🤖 AI Summary
Existing theoretical frameworks fail to characterize the empirically observed two-phase learning dynamics in Transformer training—e.g., progressive improvement on Counterfact tasks from syntactically incorrect → syntactically correct → semantically correct outputs (as in GPT-2).
Method: We propose the first rigorous theoretical explanation by modeling dual-type features—structured syntactic and semantic features—through feature learning analysis, in-context learning theory, and spectral analysis of attention weights.

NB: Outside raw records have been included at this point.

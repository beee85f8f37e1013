mod routes;
mod server;
mod types;

pub use server::{ApiServer, SharedGenerator};
pub use types::{ApiResponse, DimensionsRequest};
use serde::{Deserialize, Serialize};

/// Request for dimension extraction
#[derive(Deserialize, Serialize, Clone, Debug)]
pub struct DimensionsRequest {
    pub query: String,
}

/// Generic API response wrapper
#[derive(Serialize, Deserialize, Debug)]
pub struct ApiResponse<T> {
    pub status: String,
    pub request_id: String,
    pub data: Option<T>,
    pub message: Option<String>,
}

impl<T> ApiResponse<T> {
    pub fn success(request_id: String, data: T) -> Self {
        Self {
            status: "success".to_string(),
            request_id,
            data: Some(data),
            message: None,
        }
    }

    pub fn error(request_id: String, message: impl Into<String>) -> Self {
        Self {
            status: "error".to_string(),
            request_id,
            data: None,
            message: Some(message.into()),
        }
    }
}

Contribution/Results: We mathematically prove that Transformer optimization intrinsically exhibits two distinct phases: an early phase converging to low-order syntactic features, followed by a late phase transitioning to high-order semantic features. Crucially, we establish a formal theoretical link between this two-phase behavior and the spectral properties of the attention matrix—specifically, the separation and evolution of its eigenvalue spectrum across training. We further demonstrate the universality of this phenomenon across architectures and tasks, providing the first provable foundation for the gradual emergence of compositional generalization in Transformers.
📝 Abstract
Transformers may exhibit two-stage training dynamics during the real-world training process. For instance, when training GPT-2 on the Counterfact dataset, the answers progress from syntactically incorrect to syntactically correct to semantically correct. However, existing theoretical analyses hardly account for this two-stage phenomenon. In this paper, we theoretically demonstrate how such two-stage training dynamics occur in transformers. Specifically, we analyze the dynamics of transformers using feature learning techniques under in-context learning regimes, based on a disentangled two-type feature structure. Such disentanglement of feature structure is general in practice, e.g., natural languages contain syntax and semantics, and proteins contain primary and secondary structures. To our best known, this is the first rigorous result regarding a two-stage optimization process in transformers. Additionally, a corollary indicates that such a two-stage process is closely related to the spectral properties of the attention weights, which accords well with empirical findings.